We struggle, too, with connecting the 90 percent of our members who live in outlying, suburban areas, with the 16,000 neighbors who live within a mile of our church.

The altar with those paper hearts was in a small, transitional space, just inside the entry most people use, and the scene of our daily comings and goings. It’s a place of salt buckets and soggy boots, large bulletin boards that are hard to keep updated, and an assortment of signs and directions pointing people every which way. It is easy to see it as a space one passes through, rather than a threshold of any significance. Yet it is here, in this inauspicious space that we have the opportunity to reach out to neighbors who come in and out of our building for a variety of purposes, but who might not feel they are ready to step into the nave of our church on a Sunday morning.

Autumn has become winter, and now we are observing the season of Lent. A few weeks ago, we set a children’s activity basket in that transitional space, as a way to catch young parishioners who often slip into the nave from the side. Once again, our neighbors are showing us points of connection we had over-looked.

A family seeking assistance warmed-up from the cold as their children sat there on the floor, content with the paper and crayons from the basket. A community dinner guest picked up a paper nativity and visitors for a local meeting left with small kits for observing Epiphany and blessing their homes. Time and again, little ones reach for a book with pictures from around the world, where they find children who look like themselves. Parents sit and read with them as they wait to retrieve older siblings from Girl Scouts and music lessons.

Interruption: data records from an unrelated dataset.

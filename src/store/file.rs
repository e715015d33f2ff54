//! Directory-backed document store.
//!
//! Each document is a JSON file `<dir>/<id>.json`.  Writes go to a
//! temp file in the same directory which is then renamed over the
//! target, so readers never see a half-written document.

use std::fs;
use std::io::ErrorKind;
use std::path::{Path, PathBuf};

use tracing::debug;

use super::DocumentStore;
use crate::errors::{Result, VaultError};
use crate::vault::VaultDocument;

/// Stores documents as individual JSON files in one directory.
#[derive(Debug, Clone)]
pub struct FileDocumentStore {
    dir: PathBuf,
}

impl FileDocumentStore {
    /// Use `dir` as the document directory.  It is created on first write.
    pub fn new(dir: impl Into<PathBuf>) -> Self {
        Self { dir: dir.into() }
    }

    /// The document directory.
    pub fn dir(&self) -> &Path {
        &self.dir
    }

    /// Path of the file holding document `id`.
    pub fn document_path(&self, id: &str) -> Result<PathBuf> {
        validate_document_id(id)?;
        Ok(self.dir.join(format!("{id}.json")))
    }
}

impl DocumentStore for FileDocumentStore {
    fn get(&self, id: &str) -> Result<Option<VaultDocument>> {
        let path = self.document_path(id)?;

        let contents = match fs::read_to_string(&path) {
            Ok(contents) => contents,
            Err(e) if e.kind() == ErrorKind::NotFound => return Ok(None),
            Err(e) => {
                return Err(VaultError::Persistence(format!(
                    "failed to read {}: {e}",
                    path.display()
                )))
            }
        };

        let document: VaultDocument = serde_json::from_str(&contents).map_err(|e| {
            VaultError::Persistence(format!("corrupt document {}: {e}", path.display()))
        })?;
        if document.id != id {
            return Err(VaultError::Persistence(format!(
                "document {} has id '{}', expected '{id}'",
                path.display(),
                document.id
            )));
        }

        debug!(path = %path.display(), "document read");
        Ok(Some(document))
    }

    fn put(&mut self, document: &VaultDocument) -> Result<()> {
        let path = self.document_path(&document.id)?;
        let persistence = |e: std::io::Error| {
            VaultError::Persistence(format!("failed to write {}: {e}", path.display()))
        };

        let bytes = serde_json::to_vec_pretty(document)
            .map_err(|e| VaultError::Persistence(format!("serialize document: {e}")))?;

        fs::create_dir_all(&self.dir).map_err(persistence)?;

        // Atomic write: temp file in the same directory, then rename.
        let tmp_path = self.dir.join(format!(".{}.json.tmp", document.id));
        if let Err(e) = write_then_rename(&tmp_path, &path, &bytes) {
            let _ = fs::remove_file(&tmp_path);
            return Err(persistence(e));
        }

        debug!(path = %path.display(), "document written");
        Ok(())
    }
}

/// Write `bytes` to `tmp_path` (owner-only on Unix) and move it to `path`.
fn write_then_rename(tmp_path: &Path, path: &Path, bytes: &[u8]) -> std::io::Result<()> {
    fs::write(tmp_path, bytes)?;

    #[cfg(unix)]
    {
        use std::os::unix::fs::PermissionsExt;
        fs::set_permissions(tmp_path, fs::Permissions::from_mode(0o600))?;
    }

    fs::rename(tmp_path, path)
}

/// Document ids become file names, so keep them to a safe character set.
fn validate_document_id(id: &str) -> Result<()> {
    if id.is_empty() || id.len() > 128 {
        return Err(VaultError::Persistence(
            "document id must be 1 to 128 characters".into(),
        ));
    }
    if !id
        .bytes()
        .all(|b| b.is_ascii_alphanumeric() || b == b'_' || b == b'-' || b == b'.')
        || id.starts_with('.')
    {
        return Err(VaultError::Persistence(format!(
            "document id '{id}' contains invalid characters"
        )));
    }
    Ok(())
}
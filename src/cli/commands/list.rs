//! `pwvault list`: show entries (never passwords).

use crate::cli::output;
use crate::cli::{open_vault, Cli};
use crate::errors::Result;

/// Execute the `list` command.
pub fn execute(cli: &Cli, query: Option<&str>) -> Result<()> {
    let open = open_vault(cli)?;
    let matches = open.session.search(query.unwrap_or(""))?;

    output::print_entries_table(&matches);
    Ok(())
}
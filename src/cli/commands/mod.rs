//! One module per `pwvault` subcommand.  Each exposes an `execute` fn
//! called from `main`.

pub mod add;
pub mod audit_cmd;
pub mod completions;
pub mod delete;
pub mod edit;
pub mod export;
pub mod generate;
pub mod get;
pub mod import_cmd;
pub mod init;
pub mod list;
pub mod rotate;
pub mod set;
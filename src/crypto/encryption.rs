//! AES-256-GCM authenticated encryption keyed by a password.
//!
//! Each call to `encrypt` generates a fresh random salt and nonce,
//! derives a key from the password with PBKDF2, and returns a single
//! Base64 string.  `decrypt` splits the framing back apart.
//!
//! Layout of the decoded blob:
//!   [ 16-byte salt | 12-byte nonce | ciphertext + 16-byte auth tag ]
//!
//! The empty string is reserved for empty plaintext and never reaches
//! the cipher.

use aes_gcm::aead::{Aead, KeyInit, OsRng};
use aes_gcm::{AeadCore, Aes256Gcm, Nonce};
use base64::engine::general_purpose::STANDARD as BASE64;
use base64::Engine;
use zeroize::{Zeroize, Zeroizing};

use super::kdf::{derive_key_with_params, generate_salt, KdfParams, SALT_LEN};
use crate::errors::{Result, VaultError};

/// Size of the AES-256-GCM nonce in bytes.
pub const NONCE_LEN: usize = 12;

/// Size of the GCM authentication tag in bytes.
pub const TAG_LEN: usize = 16;

/// Shortest decoded blob that can possibly authenticate.
pub const MIN_BLOB_LEN: usize = SALT_LEN + NONCE_LEN + TAG_LEN;

/// Encrypt `plaintext` under `password`.
///
/// Returns `Base64(salt || nonce || ciphertext || tag)`, or an empty
/// string when `plaintext` is empty.
pub fn encrypt(plaintext: &str, password: &str, params: &KdfParams) -> Result<String> {
    if plaintext.is_empty() {
        return Ok(String::new());
    }

    let salt = generate_salt();
    let key = derive_key_with_params(password.as_bytes(), &salt, params)?;

    let cipher = Aes256Gcm::new_from_slice(&key[..])
        .map_err(|e| VaultError::EncryptionFailed(format!("invalid key length: {e}")))?;
    let nonce = Aes256Gcm::generate_nonce(&mut OsRng);

    let ciphertext = cipher
        .encrypt(&nonce, plaintext.as_bytes())
        .map_err(|e| VaultError::EncryptionFailed(format!("encryption error: {e}")))?;

    let mut framed = Vec::with_capacity(SALT_LEN + NONCE_LEN + ciphertext.len());
    framed.extend_from_slice(&salt);
    framed.extend_from_slice(&nonce);
    framed.extend_from_slice(&ciphertext);
    Ok(BASE64.encode(framed))
}

/// Decrypt a blob produced by `encrypt`.
///
/// Every failure (bad Base64, truncated framing, tag mismatch, invalid
/// UTF-8) collapses into `VaultError::Authentication`.
pub fn decrypt(blob: &str, password: &str, params: &KdfParams) -> Result<Zeroizing<String>> {
    if blob.is_empty() {
        return Ok(Zeroizing::new(String::new()));
    }

    let framed = BASE64
        .decode(blob)
        .map_err(|_| VaultError::Authentication)?;
    if framed.len() < MIN_BLOB_LEN {
        return Err(VaultError::Authentication);
    }

    let (salt, rest) = framed.split_at(SALT_LEN);
    let (nonce_bytes, ciphertext) = rest.split_at(NONCE_LEN);
    let nonce = Nonce::from_slice(nonce_bytes);

    let key = derive_key_with_params(password.as_bytes(), salt, params)?;
    let cipher =
        Aes256Gcm::new_from_slice(&key[..]).map_err(|_| VaultError::Authentication)?;

    let plaintext = cipher
        .decrypt(nonce, ciphertext)
        .map_err(|_| VaultError::Authentication)?;

    // from_utf8 takes ownership; wipe the bytes if they are rejected.
    String::from_utf8(plaintext).map(Zeroizing::new).map_err(|e| {
        let mut bad_bytes = e.into_bytes();
        bad_bytes.zeroize();
        VaultError::Authentication
    })
}
//! `pwvault add`: create a new entry with a password.
//!
//! The password is generated (`--generate`), read from piped stdin, or
//! prompted for with hidden input.

use crate::audit::log_audit;
use crate::cli::output;
use crate::cli::{open_vault, read_entry_password, Cli};
use crate::errors::{Result, VaultError};

/// Execute the `add` command.
pub fn execute(cli: &Cli, service: &str, username: &str, generate: bool) -> Result<()> {
    let mut open = open_vault(cli)?;

    if open.session.find(service, Some(username))?.is_some() {
        output::tip("Use `pwvault set` to change its password.");
        return Err(VaultError::CommandFailed(format!(
            "an entry for '{service}' ({username}) already exists"
        )));
    }

    let password = read_entry_password(&open, generate, service)?;

    let index = open.session.add(service, username)?;
    open.session.set_password(index, &password)?;
    open.save()?;

    output::success(&format!("Added '{service}' ({username})"));
    if generate {
        output::tip("Run `pwvault get <SERVICE> --copy` to copy the generated password.");
    }
    log_audit(
        &open.vault_dir,
        "add",
        Some(service),
        generate.then_some("generated"),
    );

    Ok(())
}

Like many churches, Mediator has a history of letting community groups use our building. By itself, this is a gift we can offer (or a business transaction when we charge a fee), yet we often don’t interact. Our neighbors are showing us that there can be more to this relationship, and they are already reaching out to touch our hearts. An opportunity is becoming clear for us at the edges, in places like our church entry, where distinctions of inside and outside, sacred and secular, are blurred out of existence.

This Lent, instead of leaving our entryway a desolate wilderness, we’re filling it with prayer. An interactive wall is covering old bulletin boards with colorful prayer cards. We are pinning up visual signs of prayer petitions for our neighbors – the schools and hospitals near us, local groups who meet in the church and those we support through outreach, and children who enter the doors for programs. We’re asking people to pray for us, too. These prayer biddings to God are coming in as many shapes as we who pray; they are lyrical and direct, expressed in words, photos, objects, and drawings. We hope the prayers will be on our lips in worship and continue to rise in the community around us.

The invitation is the same for all who pass by: take prayers or leave them, linger at the wall and pray, cast laments and pleas and burdens into God’s care. At this edge of coming and going, whatever way we pray is more than okay.